Die Angriffe in der Silvesternacht in Köln und in anderen deutschen Städten waren von den Tätern vermutlich verabredet – aber keine Organisierte Kriminalität. Das sagte der Präsident des Bundeskriminalamtes (BKA), Holger Münch, am Dienstag in einem Interview mit dem Radiosender RBB Info.

Münch sprach in dem Interview über das Phänomen „taharrush gamea“. So werde in arabischen Ländern eine gemeinschaftlich begangene sexuelle Belästigung von Frauen in der Öffentlichkeit bezeichnet, sagte eine Sprecherin des BKA auf Anfrage. Solche von Gruppen junger Männer begangenen Delikte stellten die Polizeibehörden der betroffenen Staaten zumeist während großer Menschenansammlungen, etwa bei Kundgebungen oder Demonstrationen, fest. Die Übergriffe reichen von der sexuellen Belästigung bis zur Vergewaltigung. Ein vergleichbares Phänomen sei bis zu den Angriffen in der Silvesternacht in Deutschland nicht bekannt gewesen.
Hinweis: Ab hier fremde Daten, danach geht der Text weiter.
impl RestoreReconciler {
    pub fn new(ctx: Context, namespace: impl Into<String>) -> Self {
        Self {
            ctx,
            namespace: namespace.into(),
            schedule: Mutex::new(RequeueSchedule::new()),
        }
    }

    fn restores(&self) -> Api<VirtualMachineRestore> {
        self.ctx.api(&self.namespace)
    }

    fn vms(&self) -> Api<VirtualMachine> {
        self.ctx.api(&self.namespace)
    }

    #[instrument(skip(self, restore), fields(restore = %restore.name(), target = %restore.spec.target.name))]
    pub async fn reconcile(&self, restore: &VirtualMachineRestore) -> ControllerResult<Action> {
        if restore.is_complete() || restore.is_failed() {
            return Ok(Action::AwaitChange);
        }
        let uid = restore.metadata.uid.ok_or_else(|| {
            ControllerError::invalid(VirtualMachineRestore::KIND, restore.name(), "object has no uid")
        })?;
        let marker = uid.to_string();
        let target_name = restore.spec.target.name.as_str();
        let existing = self.vms().get_opt(target_name).await?;

        if let Some(vm) = &existing {
            let already_restored = vm.metadata.annotations.get(LAST_RESTORE_UID_ANNOTATION) == Some(&marker);
            let stopped = !vm.is_run_requested() && vm.status.printable_status == PrintableStatus::Stopped;
            if !stopped && !already_restored {
                self.ctx.recorder().normal(
                    &restore.object_ref(),
                    reasons::RESTORE_WAITING_FOR_STOP,
                    &format!("waiting for VirtualMachine {target_name:?} to stop"),
                );
                self.progress(restore, "Waiting for target to stop").await?;
                return Ok(Action::AwaitChange);
            }
        }

        let snapshot_name = &restore.spec.virtual_machine_snapshot_name;
        let snapshots: Api<VirtualMachineSnapshot> = self.ctx.api(&self.namespace);
        let snapshot = snapshots.get_opt(snapshot_name).await?;
        if let Some(snapshot) = snapshot.as_ref().filter(|s| s.is_failed()) {
            let message = format!(
                "snapshot {snapshot_name:?} failed: {}",
                snapshot.status.error.as_ref().map(|e| e.message.as_str()).unwrap_or_default()
            );
            return self.fail(restore, &message).await;
        }
        let content = match snapshot.as_ref().filter(|s| s.is_ready_to_use()) {
            Some(s) => match s.status.virtual_machine_snapshot_content_name.as_deref() {
                Some(name) => {
                    self.ctx
                        .api::<VirtualMachineSnapshotContent>(&self.namespace)
                        .get_opt(name)
                        .await?
                }
                None => None,
            },
            None => None,
        };
        let Some(content) = content.filter(|c| c.status.ready_to_use) else {
            debug!(snapshot = %snapshot_name, "Waiting for snapshot content");
            self.progress(restore, "Waiting for snapshot").await?;
            return Ok(Action::AwaitChange);
        };

        let suffix = uid.short();
        let restores = planned_restores(&content, &suffix);

        let vm = match existing {
            Some(vm) if vm.metadata.annotations.get(LAST_RESTORE_UID_ANNOTATION) == Some(&marker) => vm,
            existing => {
                let existing = self.mark_in_progress(restore, existing).await?;
                let deleted = self.materialize(restore, &content, &restores, existing, &marker).await?;
                self.delete_data_volumes(restore, &deleted).await?;
                self.vms().get(target_name).await?
            }
        };

        let owner = vm.controller_ref().ok_or_else(|| {
            ControllerError::invalid(VirtualMachine::KIND, vm.name(), "object has no uid")
        })?;
        self.ensure_claims(&content, &restores, owner).await?;

        self.clear_in_progress(&vm, restore.name()).await?;
        self.complete(restore, &content, restores).await?;
        Ok(Action::AwaitChange)
    }

    /// Creates or rewrites the target VM. Returns the DataVolumes the old
    /// spec owned that the restored spec no longer references.
    async fn materialize(
        &self,
        restore: &VirtualMachineRestore,
        content: &VirtualMachineSnapshotContent,
        restores: &[VolumeRestore],
        existing: Option<VirtualMachine>,
        marker: &str,
    ) -> ControllerResult<Vec<String>> {
        let captured = &content.spec.source.virtual_machine;
        let spec = rewire_volumes(&captured.spec, restores);
        let target_name = &restore.spec.target.name;

        let (base, deleted) = match &existing {
            Some(vm) => {
                let mut next = vm.clone();
                next.spec = spec;
                let kept: BTreeSet<&str> = next
                    .spec
                    .data_volume_templates
                    .iter()
                    .map(|t| t.name.as_str())
                    .collect();
                let deleted = vm
                    .spec
                    .data_volume_templates
                    .iter()
                    .filter(|t| !kept.contains(t.name.as_str()))
                    .map(|t| t.name.clone())
                    .collect();
                (next, deleted)
            }
            None => {
                let mut vm = VirtualMachine::new(&self.namespace, target_name, spec);
                vm.metadata.labels = captured.metadata.labels.clone();
                vm.metadata.annotations = captured.metadata.annotations.clone();
                vm.status.restore_in_progress = Some(restore.name().to_string());
                (vm, Vec::new())
            }
        };

        let mut doc = serde_json::to_value(&base).map_err(virtops_api::StoreError::from)?;
        if let Err(e) = patch::apply_patch_strings(&mut doc, &restore.spec.patches) {
            return Err(ControllerError::invalid(
                VirtualMachineRestore::KIND,
                restore.name(),
                format!("patches do not apply: {e}"),
            ));
        }
        let mut vm: VirtualMachine =
            serde_json::from_value(doc).map_err(virtops_api::StoreError::from)?;
        vm.metadata
            .annotations
            .insert(LAST_RESTORE_UID_ANNOTATION.to_string(), marker.to_string());

        if existing.is_some() {
            self.vms().replace(&vm).await?;
            info!(patches = restore.spec.patches.len(), "Restored VirtualMachine in place");
        } else {
            self.vms().create(&vm).await?;
            info!(patches = restore.spec.patches.len(), "Created VirtualMachine from snapshot");
        }
        self.ctx.recorder().normal(
            &restore.object_ref(),
            reasons::VM_RESTORED,
            &format!(
                "restored VirtualMachine {target_name:?} from snapshot {:?}",
                restore.spec.virtual_machine_snapshot_name
            ),
        );
        Ok(deleted)
    }

    async fn delete_data_volumes(
        &self,
        restore: &VirtualMachineRestore,
        names: &[String],
    ) -> ControllerResult<()> {
        let claims: Api<PersistentVolumeClaim> = self.ctx.api(&self.namespace);
        for name in names {
            if claims.delete_opt(name).await? {
                self.ctx.recorder().normal(
                    &restore.object_ref(),
                    reasons::DATA_VOLUME_DELETED,
                    &format!("deleted DataVolume {name:?} no longer used by the restored VM"),
                );
            }
        }
        if !names.is_empty() {
            // Recorded now so a later pass still reports them.
            let mut next = self.restores().get(restore.name()).await?;
            next.status.deleted_data_volumes = names.to_vec();
            self.restores().replace_status(&next).await?;
        }
        Ok(())
    }

    /// Creates the restored claims, each populated from its volume snapshot
    /// and owned by the target VM.
    async fn ensure_claims(
        &self,
        content: &VirtualMachineSnapshotContent,
        restores: &[VolumeRestore],
        owner: OwnerReference,
    ) -> ControllerResult<()> {
        let claims: Api<PersistentVolumeClaim> = self.ctx.api(&self.namespace);
        for r in restores {
            if claims.get_opt(&r.persistent_volume_claim).await?.is_some() {
                continue;
            }
            let Some(backup) = content.backup_for(&r.volume_name) else {
                continue;
            };
            let mut resources = ResourceRequirements::default();
            if let Some(size) = &backup.persistent_volume_claim.size {
                resources.requests.insert(STORAGE_REQUEST.to_string(), size.clone());
            }
            let claim = PersistentVolumeClaim {
                metadata: ObjectMeta::named(&self.namespace, &r.persistent_volume_claim)
                    .with_owner(owner.clone()),
                spec: PersistentVolumeClaimSpec {
                    storage_class_name: backup.persistent_volume_claim.storage_class_name.clone(),
                    data_source: Some(TypedLocalObjectReference {
                        api_group: Some("snapshot.storage.k8s.io".to_string()),
                        kind: "VolumeSnapshot".to_string(),
                        name: r.volume_snapshot_name.clone(),
                    }),
                    resources,
                },
                status: Default::default(),
            };
            match claims.create(&claim).await {
                Ok(_) => info!(claim = %r.persistent_volume_claim, volume = %r.volume_name, "Created restored claim"),
                Err(e) if e.is_already_exists() => {}
                Err(e) => return Err(e.into()),
            }
        }
        Ok(())
    }

    /// Flags an existing target as being restored; returns the updated VM.
    async fn mark_in_progress(
        &self,
        restore: &VirtualMachineRestore,
        vm: Option<VirtualMachine>,
    ) -> ControllerResult<Option<VirtualMachine>> {
        let Some(vm) = vm else {
            return Ok(None);
        };
        if vm.status.restore_in_progress.as_deref() == Some(restore.name()) {
            return Ok(Some(vm));
        }
        let mut next = vm;
        next.status.restore_in_progress = Some(restore.name().to_string());
        Ok(Some(self.vms().replace_status(&next).await?))
    }

    async fn clear_in_progress(&self, vm: &VirtualMachine, restore_name: &str) -> ControllerResult<()> {
        if vm.status.restore_in_progress.as_deref() != Some(restore_name) {
            return Ok(());
        }
        let mut next = vm.clone();
        next.status.restore_in_progress = None;
        self.vms().replace_status(&next).await?;
        Ok(())
    }

    async fn complete(
        &self,
        restore: &VirtualMachineRestore,
        content: &VirtualMachineSnapshotContent,
        restores: Vec<VolumeRestore>,
    ) -> ControllerResult<()> {
        let mut next = self.restores().get(restore.name()).await?;
        next.status.complete = true;
        next.status.restore_time = Some(Utc::now());
        next.status.restores = restores;
        next.status.conditions = Some(Conditions::transition(
            next.status.conditions.as_ref(),
            false,
            true,
            "Operation complete",
        ));
        self.restores().replace_status(&next).await?;
        self.ctx.recorder().normal(
            &restore.object_ref(),
            reasons::RESTORE_READY,
            &format!(
                "restored {} volumes from {:?}",
                content.spec.volume_backups.len(),
                content.name()
            ),
        );
        info!("Restore complete");
        Ok(())
    }

    /// Records a wait reason; skips the write when nothing changed.
    async fn progress(&self, restore: &VirtualMachineRestore, reason: &str) -> ControllerResult<()> {
        let unchanged = restore
            .status
            .conditions
            .as_ref()
            .is_some_and(|c| c.is_progressing() && !c.is_ready() && c.ready().reason == reason);
        if unchanged {
            return Ok(());
        }
        let mut next = restore.clone();
        next.status.conditions = Some(Conditions::transition(
            restore.status.conditions.as_ref(),
            true,
            false,
            reason,
        ));
        self.restores().replace_status(&next).await?;
        Ok(())
    }

    async fn fail(&self, restore: &VirtualMachineRestore, message: &str) -> ControllerResult<Action> {
        let mut next = restore.clone();
        next.status.conditions = Some(
            Conditions::transition(restore.status.conditions.as_ref(), false, false, "Failed")
                .with_message(message),
        );
        self.restores().replace_status(&next).await?;
        self.ctx
            .recorder()
            .warning(&restore.object_ref(), reasons::RESTORE_FAILED, message);
        Ok(Action::AwaitChange)
    }
}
Verabredeten Täter sich über Soziale Medien?

Die Ermittler beim BKA gehen davon aus, dass sich die Täter über soziale Netzwerke verabreden. „Wir wissen auch, dass gezielt dichte Menschenansammlungen genutzt werden, und das nicht nur in Deutschland“, sagte Münch am Dienstag. Es gebe erste Meldungen zu ähnlichen Vorfällen aus Schweden, Österreich und der Schweiz. Zurzeit würden noch Informationen zu dem Phänomen gesammelt, in der kommenden Woche werde eine Arbeitsgruppe mit Beteiligten von BKA und den Landeskriminalämtern beginnen, zu erörtern, wie man dem Phänomen effektiv begegnen könne.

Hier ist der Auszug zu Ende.